It's sort of like disciplining a child: if you catch the child's misbehavior right away and correct it, the correction is almost always milder than if you let him or her get away with it for a while and then have to crack down hard. The South was expecting some pretty severe sanctions and when they didn't come, got the idea that they could persist in abusing the Blacks and otherwise carrying on as they had before Secession.

Last edited by David Vagamundo; December 27th, 2017 at 11:34 AM.
David Vagamundo is offline  
Old December 28th, 2017, 01:46 AM   #47
Lecturer
 
Joined: Dec 2011
Posts: 265

Quote:
Originally Posted by Wolfpaw View Post
I'm well aware of how the people who launched these attacks, and their sympathizers, viewed these events.

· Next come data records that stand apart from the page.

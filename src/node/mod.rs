//! Module integrating the text overlay as a node of the host's image pipeline.

mod error;
mod host;
mod inputs;
mod maker;
mod schema;


pub use self::error::NodeError;
pub use self::host::Host;
pub use self::inputs::NodeInputs;
pub use self::maker::MemeMaker;
pub use self::schema::{InputSpec, InputType, InputTypes};


/// Name the node is registered under in the host.
pub const NODE_CLASS_NAME: &'static str = "MemeMaker";
/// Human-readable name of the node.
pub const NODE_DISPLAY_NAME: &'static str = "Meme Maker - fonts autoread in inputs folder";
/// Category the node is listed under.
pub const NODE_CATEGORY: &'static str = "Image Processing";
/// Types of the node's outputs, in order.
pub const NODE_RETURN_TYPES: &'static [&'static str] = &["IMAGE", "MASK"];
/// Name of the node's entry point.
pub const NODE_FUNCTION: &'static str = "execute";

It makes them not a jot less insurrectionary.

Do you think Lincoln would have been as unmoved as Johnson by U.S. troops, U.S. government officials, and Republican political rallies being attacked by ex-Confederate paramilitaries? The guy who was willing to send troops into New York to put down rioters is going to just shrug it off when this sort of thing happens in a military zone? When the targets are U.S. soldiers and those loyal to the U.S. government?

Of course this begs the question of whether these events still occur.

The Memphis and New Orleans riots took place in May and July 1866, ie more than a year into Andrew Johnson's presidency, and by which time they were probably confident that the President would let them get away with it. With Lincoln they would have no such assurance, and would probably tread more warily, esp if he has already insisted on the enfranchisement of at least some Blacks, and may be reserving the right to impose full Black suffrage if the 14th Amendment is rejected.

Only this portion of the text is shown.